В нем он писал: «Ваше императорское высочество! Когда накануне моего выбора в члены королевской Баварской Академии наук, поставленный в своем непреодолимом влечении к науке в безвыходное положение, но полный сил, имея весьма неправильное представление об Императорской Санкт-Петербургской академии, я обратился к ней за помощью, она меня грубо оттолкнула. Она пожелала меня привлечь в качестве “адъюнкта”, т. е. начинающего ученого. Было так устроено, что, приняв выбор, я остался бы без средств к жизни. Конечно, зная теперь, что такое Академия, я должен был отказаться от этого выбора. Но… мой отказ мог со стороны потомков вызвать справедливый упрек, что я не сделал попытки вынудить Академию оказать помощь делу русского просвещения устройством Минералогического института. Ваше императорское высочество изволили видеть, что моя попытка вызвала со стороны Академии обратную попытку запачкать мое имя, побудив меня принять участие в противозаконном дележе казенного пирога. Такова пропасть в воззрениях, целях, задачах скромных людей науки, подобно мне, и господ академиков, важных представителей нашей бюрократии, которая как своих выдающихся представителей выдвигала Биронов, Аракчеевых, Дмитрия Толстого, Плеве. Не могу допустить для себя чести принадлежать к этому сословию, почему и решаюсь всепокорнейше просить Ваше императорское высочество дать моему прошению об увольнении из Академии законный ход и считать меня окончательно выбывшим из числа академиков…» Окончание его прошения уже процитировано выше.

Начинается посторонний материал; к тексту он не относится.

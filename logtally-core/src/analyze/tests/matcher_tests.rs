use crate::analyze::{ParseError, parse_line};
use chrono::{Datelike, Timelike};

const SAMPLE: &str = r#"192.168.1.1 - - [18/Apr/2005:10:22:04 +0900] "GET / HTTP/1.1" 200 1024"#;

#[test]
fn extracts_host_and_timestamp() {
    let entry = parse_line(SAMPLE).unwrap();

    assert_eq!(entry.host, "192.168.1.1");
    assert_eq!(entry.timestamp.year(), 2005);
    assert_eq!(entry.timestamp.month(), 4);
    assert_eq!(entry.timestamp.day(), 18);
    assert_eq!(entry.timestamp.minute(), 22);
    assert_eq!(entry.timestamp.second(), 4);
}

#[test]
fn keeps_the_clock_hour_as_written() {
    // +0900: the hour in the log is what gets bucketed, not UTC.
    let entry = parse_line(SAMPLE).unwrap();

    assert_eq!(entry.timestamp.hour(), 10);
    assert_eq!(entry.timestamp.offset().local_minus_utc(), 9 * 3600);
}

#[test]
fn host_is_the_leading_field() {
    let entry = parse_line(
        r#"example.com - frank [10/Oct/2000:13:55:36 -0700] "GET /a.gif HTTP/1.0" 200 2326"#,
    )
    .unwrap();

    assert_eq!(entry.host, "example.com");
    assert_eq!(entry.timestamp.hour(), 13);
}

#[test]
fn rejects_line_without_bracketed_timestamp() {
    let err = parse_line("192.168.1.1 - - no brackets here").unwrap_err();
    assert!(matches!(err, ParseError::Pattern));
}

#[test]
fn rejects_empty_line() {
    assert!(matches!(parse_line("").unwrap_err(), ParseError::Pattern));
}

#[test]
fn rejects_unparseable_timestamp() {
    let err = parse_line(r#"host - - [not a timestamp] "GET / HTTP/1.1" 200 1"#).unwrap_err();
    assert!(matches!(err, ParseError::Timestamp { .. }));
}

#[test]
fn rejects_month_outside_the_fixed_table() {
    // French "Avr" is not in the invariant month table.
    let err =
        parse_line(r#"host - - [18/Avr/2005:10:22:04 +0900] "GET / HTTP/1.1" 200 1"#).unwrap_err();
    assert!(matches!(err, ParseError::Timestamp { .. }));
}
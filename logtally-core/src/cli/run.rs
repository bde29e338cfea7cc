use crate::analyze::{Aggregator, Period};
use crate::report::{DEFAULT_TEMPLATE, write_host_csv, write_hourly_csv, write_html_report};
use anyhow::Context;
use chrono::NaiveDate;
use std::fs;
use std::path::PathBuf;
use tracing::{error, info};

/// Everything one invocation needs, already parsed and validated by clap.
#[derive(Debug, Clone, Default)]
pub struct RunOptions {
    pub inputs: Vec<PathBuf>,
    pub hourly: Option<PathBuf>,
    pub hosts: Option<PathBuf>,
    pub html: Option<PathBuf>,
    pub template: Option<PathBuf>,
    pub start: Option<NaiveDate>,
    pub end: Option<NaiveDate>,
}

/// Aggregate the inputs, then write every requested report.
///
/// An input that cannot be read or parsed is reported with its path and
/// skipped; the run carries on with the remaining inputs. An invalid date
/// range fails here, before any input or output file is touched, so a bad
/// range never leaves partial reports behind.
pub fn run(opts: RunOptions) -> anyhow::Result<()> {
    // Fail fast; each parse call re-validates for itself.
    Period::new(opts.start, opts.end)?;

    let mut aggregator = Aggregator::new();
    let mut skipped = 0usize;
    let mut admitted = 0u64;

    for path in &opts.inputs {
        match aggregator.parse(path, opts.start, opts.end) {
            Ok(summary) => {
                admitted += summary.admitted;
                info!(
                    path = %path.display(),
                    lines = summary.lines,
                    admitted = summary.admitted,
                    "parsed log file"
                );
            }
            Err(err) => {
                skipped += 1;
                error!(path = %path.display(), %err, "skipping input");
            }
        }
    }

    let counts = aggregator.counts();

    if let Some(path) = &opts.hourly {
        write_hourly_csv(counts, path)?;
    }

    if let Some(path) = &opts.hosts {
        write_host_csv(counts, path)?;
    }

    if let Some(path) = &opts.html {
        let template = match &opts.template {
            Some(custom) => fs::read_to_string(custom)
                .with_context(|| format!("failed to read template {}", custom.display()))?,
            None => DEFAULT_TEMPLATE.to_string(),
        };
        write_html_report(counts, path, &template)?;
    }

    info!(
        files = opts.inputs.len() - skipped,
        skipped, admitted, "aggregation complete"
    );

    Ok(())
}
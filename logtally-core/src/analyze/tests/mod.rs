mod matcher_tests;
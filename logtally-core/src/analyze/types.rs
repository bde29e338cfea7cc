use chrono::{DateTime, FixedOffset};

/// One successfully parsed access log line.
///
/// Entries are transient: the aggregator folds them into the counts and
/// drops them, nothing stores them.
#[derive(Debug, Clone, PartialEq)]
pub struct LogEntry {
    pub host: String,
    /// Timestamp as written in the log, UTC offset preserved. Bucketing
    /// and filtering use the clock date and hour in that offset, not UTC.
    pub timestamp: DateTime<FixedOffset>,
}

Прошение, согласитесь, предерзкое и при других обстоятельствах имело бы весьма печальные последствия для научной карьеры профессора Федорова. Но датировано оно было 7 января 1905 года, то есть было подано за два дня до «кровавого воскресенья» и имело для Федорова неожиданное последствие. С началом революции 1905 года ряд высших учебных заведений добились права самостоятельно выбирать себе ректоров. В их числе был Горный институт. Его ученый совет избрал ректором Федорова, и с осени 1905 года он с семьей переезжает в Петербург.
На следующих выборах ректора Горного института в 1910 году его снова избирают, причем единогласно, но на это раз министр просвещения отказывается утвердить его в этой должности. Федоров остался в альма-матер профессором и заведующим кафедрой кристаллографии и петрографии. Академиком его избрали уже в советское время, в 1919 году. Весной того же года он умер от испанки. В 1946 году членом-корреспондентом АН СССР стал и его сын, климатолог Евграф Евграфович Федоров.